Thursday, September 19, 2019

Thursday, September 19, 2019

Bipartisan prescription drug price bill draws criticism from industry expert


Merrill Matthews  

How much is too much when it comes to the price of prescription drugs?

This week, U.S. Senators John Cornyn (R-Texas) and Richard Blumenthal (D-Connecticut) crossed party lines and introduced a bill to answer that very question. The Affordable Prescriptions for Patients Act is designed to monitor drug companies anti-competitive use of patents to protect their prescription drugs and prevent generic and biosimilar competition from coming to market, according to a press release from Cornyn’s office.

The senators believe that the bill would encourage competition and give patients access to drugs at a cheaper cost without infringing on patent rights.

While the bill begins its legislative journey, there already has been some backlash.

Merrill Matthews, a resident scholar with the Institute for Policy Innovation, said there were issues around intellectual property protection.

“We disagree with it,” Matthews told the FDA Reporter. “The Dallas Morning News just published today an op-ed by me discussing some of the issues.”

One of the top issues Matthews wrote about was intellectual property protection, which he said was crucial to innovation.

“Currently, drug manufacturers receive 20 years of patent protection on new products,” Matthews wrote. “If those products receive Food and Drug Administration approval, the innovator company has an exclusive right to sell that brand-name drug until the patent expires. After that, generic companies are free to create and sell knockoff versions.”

Matthews wrote that drug manufacturers have been shifting their focus to more complicated, hard-to-cure diseases like Alzheimer's and cancer and many other rare ones.

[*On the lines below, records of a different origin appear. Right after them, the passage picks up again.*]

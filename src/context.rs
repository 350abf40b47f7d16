use ratatui::style::Style;

use crate::tree::BranchState;

/// Per-row data handed to label rendering.
#[derive(Clone, Copy, Debug)]
pub struct RowContext {
    /// Index of the row's node in the backing array.
    pub index: usize,
    pub depth: usize,
    pub state: BranchState,
    /// The node is a direct match of the active search.
    pub is_match: bool,
    /// Matches below the node, present only while searching.
    pub match_count: Option<usize>,
    pub match_style: Style,
}
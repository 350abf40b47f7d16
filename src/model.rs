#[cfg(feature = "serde")]
use serde::{Deserialize, Serialize};

/// Search predicate injected into a collection.
///
/// The engine never interprets item payloads itself; every match decision goes
/// through this trait (e.g. substring match against a label and its synonyms).
pub trait Matcher<T> {
    /// Returns `true` if the item matches the (non-empty) query.
    fn is_match(&self, item: &T, query: &str) -> bool;
}

impl<T, F> Matcher<T> for F
where
    F: Fn(&T, &str) -> bool,
{
    #[inline]
    fn is_match(&self, item: &T, query: &str) -> bool {
        self(item, query)
    }
}

/// Matcher that never matches.
#[derive(Clone, Copy, Debug, Default)]
pub struct MatchNone;

impl<T> Matcher<T> for MatchNone {
    #[inline]
    fn is_match(&self, _item: &T, _query: &str) -> bool {
        false
    }
}

/// Minimal contract for an item stored in a preorder flat array.
///
/// The descendants of a node must directly follow it, and a node's direct
/// children are the descendants whose depth is exactly one greater.
pub trait TreeItem {
    /// Index of the parent in the backing array (`None` for roots).
    fn parent(&self) -> Option<usize>;
    /// Depth of the node (roots are `0`).
    fn depth(&self) -> usize;
}

/// Display name used for group labels.
pub trait NodeLabel {
    /// Returns the name shown for the node.
    fn label(&self) -> &str;
}

/// Payload that can stand in for a synthetic group placeholder.
pub trait GroupNode: NodeLabel {
    /// Creates a group placeholder carrying the generated label.
    fn group(label: String) -> Self;
    /// Returns `true` if this payload is a group placeholder.
    fn is_group(&self) -> bool;
}

impl NodeLabel for String {
    fn label(&self) -> &str {
        self
    }
}

/// Payload wrapper that adds group placeholders to any labelled item.
#[cfg_attr(feature = "serde", derive(Serialize, Deserialize))]
#[derive(Clone, Debug, PartialEq, Eq)]
pub enum Grouped<T> {
    /// A real, caller-supplied item.
    Item(T),
    /// A synthetic group inserted by chunking.
    Group(String),
}

impl<T> Grouped<T> {
    /// Returns the wrapped item, or `None` for a group placeholder.
    pub const fn item(&self) -> Option<&T> {
        match self {
            Self::Item(item) => Some(item),
            Self::Group(_) => None,
        }
    }
}

impl<T: NodeLabel> NodeLabel for Grouped<T> {
    fn label(&self) -> &str {
        match self {
            Self::Item(item) => item.label(),
            Self::Group(label) => label,
        }
    }
}

impl<T: NodeLabel> GroupNode for Grouped<T> {
    fn group(label: String) -> Self {
        Self::Group(label)
    }

    fn is_group(&self) -> bool {
        matches!(self, Self::Group(_))
    }
}

/// Ready-made tree item: a payload plus its position in the flat array.
#[cfg_attr(feature = "serde", derive(Serialize, Deserialize))]
#[derive(Clone, Debug, PartialEq, Eq)]
pub struct TreeNode<T> {
    /// Caller payload.
    pub value: T,
    /// Parent index (`None` for roots).
    pub parent: Option<usize>,
    /// Depth (roots are `0`).
    pub depth: usize,
    /// Number of strict descendants.
    #[cfg_attr(feature = "serde", serde(default))]
    pub descendants: usize,
}

impl<T> TreeNode<T> {
    /// Creates a node; `descendants` starts at zero (see [`recount_descendants`]).
    pub const fn new(value: T, parent: Option<usize>, depth: usize) -> Self {
        Self {
            value,
            parent,
            depth,
            descendants: 0,
        }
    }

    /// Builds preorder nodes from payloads and a parallel parent vector.
    ///
    /// Parents must precede their children. A parent index that does not
    /// point backwards is treated as a root.
    pub fn from_parents(values: Vec<T>, parents: &[Option<usize>]) -> Vec<Self> {
        let mut nodes: Vec<Self> = Vec::with_capacity(values.len());
        for (idx, value) in values.into_iter().enumerate() {
            let parent = parents
                .get(idx)
                .copied()
                .flatten()
                .filter(|&parent| parent < idx);
            let depth = parent.map_or(0, |parent| nodes[parent].depth + 1);
            nodes.push(Self::new(value, parent, depth));
        }
        recount_descendants(&mut nodes);
        nodes
    }
}

impl<T> TreeItem for TreeNode<T> {
    #[inline]
    fn parent(&self) -> Option<usize> {
        self.parent
    }

    #[inline]
    fn depth(&self) -> usize {
        self.depth
    }
}

impl<T: NodeLabel> NodeLabel for TreeNode<T> {
    fn label(&self) -> &str {
        self.value.label()
    }
}

/// Re-derives every node's `descendants` from the depth sequence.
pub fn recount_descendants<T>(nodes: &mut [TreeNode<T>]) {
    // Stack of open ancestors; each is closed by the first node not deeper than it.
    let mut stack: Vec<usize> = Vec::new();
    for idx in 0..nodes.len() {
        let depth = nodes[idx].depth;
        while let Some(&top) = stack.last() {
            if nodes[top].depth < depth {
                break;
            }
            nodes[top].descendants = idx - top - 1;
            stack.pop();
        }
        stack.push(idx);
    }
    let len = nodes.len();
    for top in stack {
        nodes[top].descendants = len - top - 1;
    }
}
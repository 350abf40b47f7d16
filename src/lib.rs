//! Selection and visibility engine for flat-array lists and preorder trees.
//!
//! A [`MaskedCollection`] keeps visibility/selection masks parallel to a list of
//! items; a [`HierarchicalCollection`] adds parent/depth semantics with branch
//! open/close state. Every mutator returns the indices whose visibility changed,
//! so a renderer can patch only those rows. [`process_nodes`] pre-processes
//! oversized branches into synthetic group nodes.
//!
//! Feature flags:
//! - `widget` (default): Ratatui `CollectionView` rendering the visible rows.
//! - `serde`: serde support for `TreeNode`, `Grouped`, and `ChunkConfig`.

mod action;
mod chunk;
#[cfg(feature = "widget")]
mod context;
#[cfg(feature = "widget")]
mod glyphs;
mod masked;
mod model;
pub mod prelude;
#[cfg(feature = "widget")]
mod style;
mod tree;
#[cfg(feature = "widget")]
mod widget;

pub use action::TreeAction;
pub use chunk::{
    BranchChunker, ChunkConfig, ChunkConfigError, DEFAULT_CHUNK_SIZE, group_label, process_nodes,
};
#[cfg(feature = "widget")]
pub use context::RowContext;
#[cfg(feature = "widget")]
pub use glyphs::{LabelProvider, NodeLabels, ToggleGlyphs, row_line};
pub use masked::MaskedCollection;
pub use model::{
    GroupNode, Grouped, MatchNone, Matcher, NodeLabel, TreeItem, TreeNode, recount_descendants,
};
#[cfg(feature = "widget")]
pub use style::CollectionViewStyle;
pub use tree::{BranchState, HierarchicalCollection};
#[cfg(feature = "widget")]
pub use widget::CollectionView;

“That's exactly what we want,” he wrote. “But more complicated diseases require more complicated drugs, which opens the door to multiple patents. Some of those patents may come later in the development process, which may effectively extend the company's intellectual property protections. It's the experts at the U.S. Patent Office, not lawmakers, who determine whether a patent application is valid.”

Matthews wrote that the bipartisan bill would deter companies from making improvements to their medicines.

“Drug companies are sometimes able to offer improved versions of products, and minor improvements can provide significant benefits,” he wrote.

Matthews summed up his argument this way.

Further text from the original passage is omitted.